Burnt spread, Curraghmacdonagh, Co. Kerry
Co. Kerry |
Ritual/Ceremonial
Along the busy Tralee to Killarney road in Curraghmacdonagh, a small scatter of burnt stone and charcoal marks what was once, in all likelihood, a fulacht fiadh, the term given to the Bronze Age cooking or industrial sites found in their thousands across Ireland.
These sites typically involved a trough, a hearth, and a mound of fire-cracked stone built up over repeated use, and they tend to cluster in low-lying, wet ground, often beside streams or in marshy fields. The location here fits that pattern precisely: a wet and marshy field, sitting just north of a major road corridor that has probably seen traffic of one kind or another for millennia.
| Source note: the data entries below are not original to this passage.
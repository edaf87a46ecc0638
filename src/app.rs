//! Application state and UI logic.
//!
//! `App` holds everything the terminal UI shows: the four project slots, the
//! editable project paths, the queue of modal dialogs and the dev-server URL.
//! Key presses are translated into [`AppAction`]s which the event loop carries
//! out, since most of them need the process manager or the filesystem.

use std::collections::VecDeque;
use std::fs;
use std::path::{Path, PathBuf};
use std::time::{Duration, Instant, SystemTime, UNIX_EPOCH};

use anyhow::{Context, Result};
use crossterm::event::{KeyCode, KeyEvent, KeyModifiers};

use crate::config::ProjectPaths;
use crate::deps::InstallOutcome;
use crate::error::ErrorReport;
use crate::output::sanitize_text;
use crate::platform::Platform;
use crate::project::{ProjectKind, ProjectState, ProjectStatus, RunId};
use crate::resolver::ScriptPlan;
use crate::runner::{Exit, Launched};

/// Directory that `x` exports project logs into.
pub const EXPORT_DIR: &str = "devrunner-logs";

/// Modes of user input interaction.
#[derive(Debug, Clone, Copy, PartialEq, Eq)]
pub enum InputMode {
    /// Standard navigation mode.
    Normal,
    /// Editing the selected project's path.
    EditPath,
}

/// A dialog drawn over the main view. Only the front of the queue is shown.
#[derive(Debug, Clone, PartialEq, Eq)]
pub enum Modal {
    Error { report: ErrorReport, scroll: u16 },
    /// Asks whether `run.sh` may be started through WSL.
    ConfirmFallback(ScriptPlan),
    Notice {
        title: String,
        text: String,
        /// Quit once the notice is dismissed.
        exit_on_close: bool,
    },
}
#[cfg(test)]
mod tests {
    use super::*;

    #[test]
    fn all_url_patterns_compile() {
        assert_eq!(URL_REGEXES.len(), URL_PATTERNS.len());
    }

    #[test]
    fn extracts_vite_local_banner() {
        assert_eq!(
            extract_url("➜  Local:   http://localhost:5173/").as_deref(),
            Some("http://localhost:5173/")
        );
    }

    #[test]
    fn extracts_only_from_the_banner_line() {
        assert_eq!(extract_url("VITE v5.0.0  ready in 300 ms"), None);
        assert_eq!(
            extract_url("➜  Local: http://127.0.0.1:3000/").as_deref(),
            Some("http://127.0.0.1:3000/")
        );
    }

    #[test]
    fn extracts_through_ansi_codes() {
        let line = "  \u{1b}[32m➜\u{1b}[39m  \u{1b}[1mLocal\u{1b}[22m:   \u{1b}[36mhttp://localhost:\u{1b}[1m5173\u{1b}[22m/\u{1b}[39m";
        assert_eq!(extract_url(line).as_deref(), Some("http://localhost:5173/"));
    }

    #[test]
    fn extracts_bare_localhost_url() {
        assert_eq!(
            extract_url("Server listening on https://localhost:8443/app").as_deref(),
            Some("https://localhost:8443/app")
        );
        assert_eq!(extract_url("see http://example.com:80/"), None);
    }

    #[test]
    fn classifies_error_lines() {
        assert!(is_error_signal("Error: cannot find module 'vite'"));
        assert!(is_error_signal("java.lang.NullPointerException"));
        assert!(is_error_signal("BUILD FAILED in 3s"));
        assert!(is_error_signal("cmake: command not found"));
        assert!(!is_error_signal("compiled successfully"));
    }

    #[test]
    fn suppresses_touch_device_noise() {
        assert!(!is_error_signal("SDL Error after display: Unknown touch device id 3"));
        assert!(!is_error_signal("sdl error after display"));
        assert!(!is_error_signal("touch device not found"));
        assert!(!is_error_signal("SDL error: touch device 7 missing"));
    }

    #[test]
    fn cpp_touch_warning_is_discarded_without_buffering() {
        let mut monitor = LineMonitor::new(MonitorSpec::project(ProjectKind::Cpp, 1));
        let outcome = monitor.observe("SDL Error after display: Unknown touch device id 3");
        assert!(outcome.discarded);
        assert!(outcome.error.is_none());
        assert!(monitor.buffer.is_empty());
    }

    #[test]
    fn reports_first_error_once_with_buffer() {
        let mut monitor = LineMonitor::new(MonitorSpec::project(ProjectKind::TypeScript, 1));
        assert!(monitor.observe("> starter@1.0.0 dev").error.is_none());
        let report = monitor
            .observe("Error: cannot find module 'vite'")
            .error
            .unwrap();
        assert_eq!(report.title, "typescript Error");
        assert_eq!(
            report.body,
            "typescript: > starter@1.0.0 dev\ntypescript: Error: cannot find module 'vite'\n"
        );
        assert!(monitor.observe("Error: still broken").error.is_none());
        assert!(monitor
            .stream_failed(io::Error::new(io::ErrorKind::Other, "pipe closed"))
            .is_none());
    }

    #[test]
    fn every_url_match_updates() {
        let mut monitor = LineMonitor::new(MonitorSpec::project(ProjectKind::TypeScript, 1));
        let first = monitor.observe("Local: http://localhost:5173/").url;
        let second = monitor.observe("Local: http://localhost:5174/").url;
        assert_eq!(first.as_deref(), Some("http://localhost:5173/"));
        assert_eq!(second.as_deref(), Some("http://localhost:5174/"));
    }

    #[test]
    fn non_typescript_projects_do_not_detect_urls() {
        let mut monitor = LineMonitor::new(MonitorSpec::project(ProjectKind::Python, 1));
        assert!(monitor.observe("Local: http://localhost:8000/").url.is_none());
    }

    #[test]
    fn stream_failure_reports_buffer() {
        let mut monitor = LineMonitor::new(MonitorSpec::project(ProjectKind::Java, 4));
        monitor.observe("compiling");
        let report = monitor
            .stream_failed(io::Error::new(io::ErrorKind::BrokenPipe, "pipe broke"))
            .unwrap();
        assert_eq!(report.title, "Error");
        assert!(report.body.starts_with("Error reading java output:\npipe broke"));
        assert!(report.body.ends_with("Full output:\njava: compiling\n"));
    }

    #[test]
    fn decode_line_trims_line_endings_and_replaces_invalid_utf8() {
        assert_eq!(decode_line(b"hello\r\n"), "hello");
        assert_eq!(decode_line(b"caf\xff\n"), "caf\u{fffd}");
    }

    async fn collect(spec: MonitorSpec, items: Vec<io::Result<String>>) -> Vec<Event> {
        let (line_tx, line_rx) = mpsc::channel(16);
        let (event_tx, mut event_rx) = mpsc::channel(64);
        let handle = spawn_monitor(spec, line_rx, event_tx);
        for item in items {
            // The monitor stops reading after a stream error.
            let _ = line_tx.send(item).await;
        }
        drop(line_tx);
        handle.await.unwrap();
        let mut events = Vec::new();
        while let Ok(event) = event_rx.try_recv() {
            events.push(event);
        }
        events
    }

    #[tokio::test]
    async fn monitor_posts_url_and_single_error() {
        let events = collect(
            MonitorSpec::project(ProjectKind::TypeScript, 7),
            vec![
                Ok("VITE v5.0.0  ready in 300 ms".to_string()),
                Ok("➜  Local: http://127.0.0.1:3000/".to_string()),
                Ok("Error: one".to_string()),
                Ok("Error: two".to_string()),
            ],
        )
        .await;
        let urls: Vec<_> = events
            .iter()
            .filter_map(|event| match event {
                Event::UrlDiscovered { url, run, .. } => Some((url.clone(), *run)),
                _ => None,
            })
            .collect();
        assert_eq!(urls, vec![("http://127.0.0.1:3000/".to_string(), 7)]);
        let errors = events
            .iter()
            .filter(|event| matches!(event, Event::ErrorReport { .. }))
            .count();
        assert_eq!(errors, 1);
        let outputs = events
            .iter()
            .filter(|event| matches!(event, Event::Output { .. }))
            .count();
        assert_eq!(outputs, 4);
    }

    #[tokio::test]
    async fn monitor_reports_stream_failure() {
        let events = collect(
            MonitorSpec::helper(ProjectKind::Java, 2, "JDK Installation"),
            vec![
                Ok("Downloading".to_string()),
                Err(io::Error::new(io::ErrorKind::Other, "read failed")),
                Ok("never seen".to_string()),
            ],
        )
        .await;
        let lines: Vec<_> = events
            .iter()
            .filter_map(|event| match event {
                Event::Output { line, .. } => Some(line.as_str()),
                _ => None,
            })
            .collect();
        assert_eq!(lines, vec!["[JDK Installation] Downloading"]);
        let report = events.iter().find_map(|event| match event {
            Event::ErrorReport { report, .. } => Some(report.clone()),
            _ => None,
        });
        let report = report.unwrap();
        assert!(report.body.contains("Error reading JDK Installation output"));
        assert!(report.body.contains("JDK Installation: Downloading"));
    }
}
What makes this particular site unusual is not what survives but how little of it does, and why. During the excavation of a large sump pond for the nearby Ballyseedy Garden Centre, a JCB broke through the deposit and brought it to the surface. What was recorded measured approximately two metres north to south and two metres east to west, but that figure almost certainly reflects the contents of a single machine bucket rather than the original extent of the site. Further isolated pockets of burnt red sandstone were noted in the spoil heap thrown up during the same digging work. Michael Connolly documented the remains during a survey of the Lee Valley area carried out between 1996 and 1997, by which point the archaeology had already been largely displaced from its original context and scattered through the upcast soil.